The same easy attitude was carried forward by us into our own homes. Okay, let’s confess, it was only one of us who did that: And thus, through decades of running my own home, I scurried through household chores, invented short cuts and escape routes — anything to ensure extra time at my own private workspace, which mostly translates into a cross between daydreaming and scrambling to meet a deadline.
The reality of household work, however, remains. It does not reduce or miraculously disappear as the years go by and it eats into time we would rather spend on more inspiring activities. Who would prefer to put the dishes into the kitchen cabinets or fold the clothes from the clothesline when there is a meeting to attend during Library Week (or some other significant occasion), or a music or dance recital to go to, or most tempting of all, a half-read book waiting for us to return to its storyline?
So, long-term solutions are sought.
The kitchen is ‘organised’ for dishes to stay out permanently on an open rack. The laundry room is equipped with a large enough clothes stand to allow three washes to remain suspended there to ‘take the air’ — while we follow our hearts and give wings to our minds.
And when we eventually address those long postponed tasks, we mostly do it with bad grace, muttering about all we could be doing instead and how our heads and hands are made for better things ...
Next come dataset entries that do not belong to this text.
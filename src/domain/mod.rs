//! Domain types for bulkwriter.
//!
//! The domain layer holds the crate-wide error hierarchy and the [`Result`]
//! alias used by every fallible operation:
//!
//! ```rust
//! use bulkwriter::domain::{BulkError, Result};
//!
//! fn example() -> Result<()> {
//!     // Errors are automatically converted using the ? operator
//!     let config = bulkwriter::config::load_config("bulkwriter.toml")?;
//!     Ok(())
//! }
//! ```

pub mod errors;
pub mod result;

pub use errors::{BulkError, CosmosDbError};
pub use result::Result;
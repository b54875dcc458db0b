//! Validate config command implementation

use crate::config::load_config;
use clap::Args;

/// Arguments for the validate-config command
#[derive(Args, Debug)]
pub struct ValidateArgs {
    /// Also connect to Cosmos DB and check the database and container exist
    #[arg(long)]
    pub check_connection: bool,
}

impl ValidateArgs {
    /// Execute the validate-config command
    pub async fn execute(&self, config_path: &str) -> anyhow::Result<i32> {
        tracing::info!(config_path = %config_path, "Validating configuration");

        println!("🔍 Validating configuration file: {config_path}");
        println!();

        // load_config validates before returning
        let config = match load_config(config_path) {
            Ok(c) => c,
            Err(e) => {
                println!("❌ Configuration is invalid");
                println!("   Error: {e}");
                return Ok(2);
            }
        };

        println!("✅ Configuration is valid");
        println!();
        println!("Configuration Summary:");
        println!("  Log Level: {}", config.application.log_level);
        println!("  Dry Run: {}", config.application.dry_run);
        match &config.cosmosdb {
            Some(cosmos) => {
                println!("  Cosmos DB Endpoint: {}", cosmos.endpoint);
                println!("  Cosmos DB Database: {}", cosmos.database_name);
                println!("  Cosmos DB Container: {}", cosmos.container);
                println!("  Partition Key Path: {}", cosmos.partition_key);
            }
            None => println!("  Cosmos DB: not configured"),
        }
        println!(
            "  Max Pending Operations: {}",
            config.bulk.max_pending_operations
        );
        println!("  Max Retry Count: {}", config.bulk.max_retry_count);
        println!(
            "  Micro-batch Size: {} (max {})",
            config.bulk.initial_micro_batch_size, config.bulk.max_micro_batch_size
        );
        println!();

        if self.check_connection {
            let Some(cosmos) = config.cosmosdb else {
                println!("❌ No [cosmosdb] section to check");
                return Ok(2);
            };
            let client = crate::adapters::CosmosDbClient::new(cosmos)?;
            match client.test_connection().await {
                Ok(()) => println!("✅ Cosmos DB connection verified"),
                Err(e) => {
                    println!("❌ Cosmos DB connection failed");
                    println!("   Error: {e}");
                    return Ok(5);
                }
            }
        }

        Ok(0)
    }
}
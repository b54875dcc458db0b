//! Bulk execution boundary
//!
//! The writer does not talk to the store directly. It hands micro-batches of
//! [`ItemOperation`]s to a [`BulkExecutor`], which owns routing, batching on the
//! wire and its own adaptive sizing state ([`BulkExecutionOptions`]).

use super::operation::ItemOperation;
use async_trait::async_trait;
use std::sync::atomic::{AtomicUsize, Ordering};
use std::time::Duration;
use thiserror::Error;

/// Per-operation response from the store
#[derive(Debug, Clone, PartialEq)]
pub struct ItemResponse {
    /// HTTP-style status code
    pub status_code: u16,

    /// Request units charged for the operation
    pub request_charge: f64,

    /// Server-suggested delay before retrying
    pub retry_after: Option<Duration>,
}

impl ItemResponse {
    /// Response with the given status and no charge or retry hint
    pub fn with_status(status_code: u16) -> Self {
        Self {
            status_code,
            request_charge: 0.0,
            retry_after: None,
        }
    }

    /// Sets the request charge
    pub fn charge(mut self, request_charge: f64) -> Self {
        self.request_charge = request_charge;
        self
    }

    /// Sets the retry-after hint
    pub fn retry_after(mut self, retry_after: Duration) -> Self {
        self.retry_after = Some(retry_after);
        self
    }
}

/// Per-operation failure raised by an executor
#[derive(Debug, Clone, Error)]
pub enum ExecutorError {
    /// A store error carrying a status code
    #[error("Service error {status_code}: {message}")]
    Service {
        status_code: u16,
        request_charge: f64,
        retry_after: Option<Duration>,
        message: String,
    },

    /// Anything else (transport failures, panics in the executor, lost results)
    #[error("Unexpected error: {0}")]
    Unexpected(String),
}

impl ExecutorError {
    /// Service error with the given status and message
    pub fn service(status_code: u16, message: impl Into<String>) -> Self {
        ExecutorError::Service {
            status_code,
            request_charge: 0.0,
            retry_after: None,
            message: message.into(),
        }
    }

    /// Status code, if the error carries one
    pub fn status_code(&self) -> Option<u16> {
        match self {
            ExecutorError::Service { status_code, .. } => Some(*status_code),
            ExecutorError::Unexpected(_) => None,
        }
    }

    /// Server-suggested retry delay, if any
    pub fn retry_after(&self) -> Option<Duration> {
        match self {
            ExecutorError::Service { retry_after, .. } => *retry_after,
            ExecutorError::Unexpected(_) => None,
        }
    }

    /// Request charge reported with the error
    pub fn request_charge(&self) -> f64 {
        match self {
            ExecutorError::Service { request_charge, .. } => *request_charge,
            ExecutorError::Unexpected(_) => 0.0,
        }
    }
}

/// Result of one operation
pub type ItemResult = std::result::Result<ItemResponse, ExecutorError>;

/// Adaptive batching state owned by the executor
///
/// The writer only reads the current micro-batch size to decide how many
/// queued operations to hand over per call; the executor adjusts it.
#[derive(Debug)]
pub struct BulkExecutionOptions {
    micro_batch_size: AtomicUsize,
    max_micro_batch_size: usize,
}

impl BulkExecutionOptions {
    /// Creates options starting at `initial` and never exceeding `max`
    pub fn new(initial: usize, max: usize) -> Self {
        let max = max.max(1);
        Self {
            micro_batch_size: AtomicUsize::new(initial.clamp(1, max)),
            max_micro_batch_size: max,
        }
    }

    /// Current micro-batch size
    pub fn micro_batch_size(&self) -> usize {
        self.micro_batch_size.load(Ordering::Relaxed)
    }

    /// Upper bound for the micro-batch size
    pub fn max_micro_batch_size(&self) -> usize {
        self.max_micro_batch_size
    }

    /// Halves the micro-batch size (not below 1)
    pub fn shrink(&self) {
        let _ = self
            .micro_batch_size
            .fetch_update(Ordering::Relaxed, Ordering::Relaxed, |size| {
                Some((size / 2).max(1))
            });
    }

    /// Grows the micro-batch size by one (not above the maximum)
    pub fn grow(&self) {
        let max = self.max_micro_batch_size;
        let _ = self
            .micro_batch_size
            .fetch_update(Ordering::Relaxed, Ordering::Relaxed, |size| {
                Some((size + 1).min(max))
            });
    }
}

impl Default for BulkExecutionOptions {
    fn default() -> Self {
        Self::new(100, 100)
    }
}

/// External bulk-execution service
///
/// Implementations must return exactly one result per submitted operation, in
/// submission order. Missing results are treated by the writer as unexpected
/// errors and retried.
#[async_trait]
pub trait BulkExecutor: Send + Sync {
    /// Executes a micro-batch of operations
    async fn execute(
        &self,
        operations: &[ItemOperation],
        options: &BulkExecutionOptions,
    ) -> Vec<ItemResult>;
}

#[cfg(test)]
mod tests {
    use super::*;

    #[test]
    fn test_options_clamp_initial_size() {
        let options = BulkExecutionOptions::new(500, 100);
        assert_eq!(options.micro_batch_size(), 100);

        let options = BulkExecutionOptions::new(0, 100);
        assert_eq!(options.micro_batch_size(), 1);
    }

    #[test]
    fn test_options_shrink_and_grow() {
        let options = BulkExecutionOptions::new(8, 9);
        options.shrink();
        assert_eq!(options.micro_batch_size(), 4);
        options.shrink();
        options.shrink();
        options.shrink();
        assert_eq!(options.micro_batch_size(), 1);

        for _ in 0..20 {
            options.grow();
        }
        assert_eq!(options.micro_batch_size(), 9);
    }

    #[test]
    fn test_executor_error_accessors() {
        let err = ExecutorError::Service {
            status_code: 429,
            request_charge: 1.5,
            retry_after: Some(Duration::from_millis(200)),
            message: "Request rate is large".to_string(),
        };
        assert_eq!(err.status_code(), Some(429));
        assert_eq!(err.retry_after(), Some(Duration::from_millis(200)));
        assert_eq!(err.request_charge(), 1.5);

        let err = ExecutorError::Unexpected("connection reset".to_string());
        assert_eq!(err.status_code(), None);
        assert_eq!(err.retry_after(), None);
    }
}
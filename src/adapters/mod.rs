//! Bulk executor implementations
//!
//! - [`cosmosdb`] - Azure Cosmos DB container executor
//! - [`dry_run`] - In-process executor that accepts everything
//!
//! # Cosmos DB
//!
//! ```rust,no_run
//! use bulkwriter::adapters::cosmosdb::{CosmosBulkExecutor, CosmosDbClient};
//! use bulkwriter::config::{account_key, CosmosDbConfig};
//! use std::sync::Arc;
//!
//! # fn example() -> Result<(), Box<dyn std::error::Error>> {
//! let config = CosmosDbConfig {
//!     endpoint: "https://account.documents.azure.com:443/".to_string(),
//!     key: account_key("key"),
//!     database_name: "ingest".to_string(),
//!     container: "items".to_string(),
//!     partition_key: "/pk".to_string(),
//!     max_concurrency: 16,
//!     request_timeout_seconds: 60,
//! };
//!
//! let client = Arc::new(CosmosDbClient::new(config)?);
//! let executor = CosmosBulkExecutor::new(client);
//! # Ok(())
//! # }
//! ```

pub mod cosmosdb;
pub mod dry_run;

pub use cosmosdb::{CosmosBulkExecutor, CosmosDbClient};
pub use dry_run::DryRunExecutor;
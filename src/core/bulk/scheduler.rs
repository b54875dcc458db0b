//! Delayed resubmission of retried operations
//!
//! One task owns a deadline-ordered heap of pending retries and forwards each
//! item into the sink channel once its delay has passed. Keeping the timers
//! here means the response handler never sleeps.

use std::cmp::{Ordering, Reverse};
use std::collections::BinaryHeap;
use std::time::Duration;
use tokio::sync::mpsc;
use tokio::task::JoinHandle;
use tokio::time::{sleep_until, Instant};

struct Delayed<T> {
    due: Instant,
    seq: u64,
    item: T,
}

impl<T> PartialEq for Delayed<T> {
    fn eq(&self, other: &Self) -> bool {
        self.due == other.due && self.seq == other.seq
    }
}

impl<T> Eq for Delayed<T> {}

impl<T> PartialOrd for Delayed<T> {
    fn partial_cmp(&self, other: &Self) -> Option<Ordering> {
        Some(self.cmp(other))
    }
}

impl<T> Ord for Delayed<T> {
    fn cmp(&self, other: &Self) -> Ordering {
        (self.due, self.seq).cmp(&(other.due, other.seq))
    }
}

/// Handle to the retry scheduler task
pub struct RetryScheduler<T> {
    tx: mpsc::UnboundedSender<(T, Duration)>,
    handle: JoinHandle<()>,
}

impl<T: Send + 'static> RetryScheduler<T> {
    /// Spawns the scheduler; due items are sent into `sink`
    pub fn spawn(sink: mpsc::UnboundedSender<T>) -> Self {
        let (tx, rx) = mpsc::unbounded_channel();
        let handle = tokio::spawn(run(rx, sink));
        Self { tx, handle }
    }

    /// Queues `item` for delivery after `delay`
    ///
    /// Hands the item back if the scheduler is gone.
    pub fn schedule(&self, item: T, delay: Duration) -> std::result::Result<(), T> {
        self.tx.send((item, delay)).map_err(|e| e.0 .0)
    }

    /// Stops the scheduler, dropping queued retries
    pub fn abort(&self) {
        self.handle.abort();
    }
}

async fn run<T>(mut rx: mpsc::UnboundedReceiver<(T, Duration)>, sink: mpsc::UnboundedSender<T>) {
    let mut heap: BinaryHeap<Reverse<Delayed<T>>> = BinaryHeap::new();
    let mut seq = 0u64;
    let mut closed = false;

    loop {
        let next_due = heap.peek().map(|Reverse(entry)| entry.due);
        if closed && next_due.is_none() {
            break;
        }

        tokio::select! {
            msg = rx.recv(), if !closed => match msg {
                Some((item, delay)) => {
                    seq += 1;
                    heap.push(Reverse(Delayed {
                        due: Instant::now() + delay,
                        seq,
                        item,
                    }));
                }
                None => closed = true,
            },
            _ = sleep_until(next_due.unwrap_or_else(Instant::now)), if next_due.is_some() => {
                let now = Instant::now();
                while heap.peek().is_some_and(|Reverse(entry)| entry.due <= now) {
                    if let Some(Reverse(entry)) = heap.pop() {
                        if sink.send(entry.item).is_err() {
                            tracing::debug!("Retry sink closed, dropping scheduled retries");
                            return;
                        }
                    }
                }
            }
        }
    }
}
Then, we see a 93-year-old who insists on walking to the clothesline in the yard to hang up his towel after a bath and then insists on bringing it in himself — along with other clothes from the line. Another 90-year-old enters the kitchen daily, rummages through the vegetable tray, thinks about what the household would like to be surprised with — and proceeds to help the cook by stringing beans and shelling peas. These stalwarts obviously believe in ‘Use it or lose it’ and resort to the mundane to keep their limbs in working order ...
And we realise that while we need not linger over household chores or make them the reason for our existence, we have to acknowledge that mentally and physically, they keep us in forward gear with their sheer constancy.
There’s always a ‘What’s next’ in a household, isn’t there?
Cheryl Rao is a freelance journalist based in India.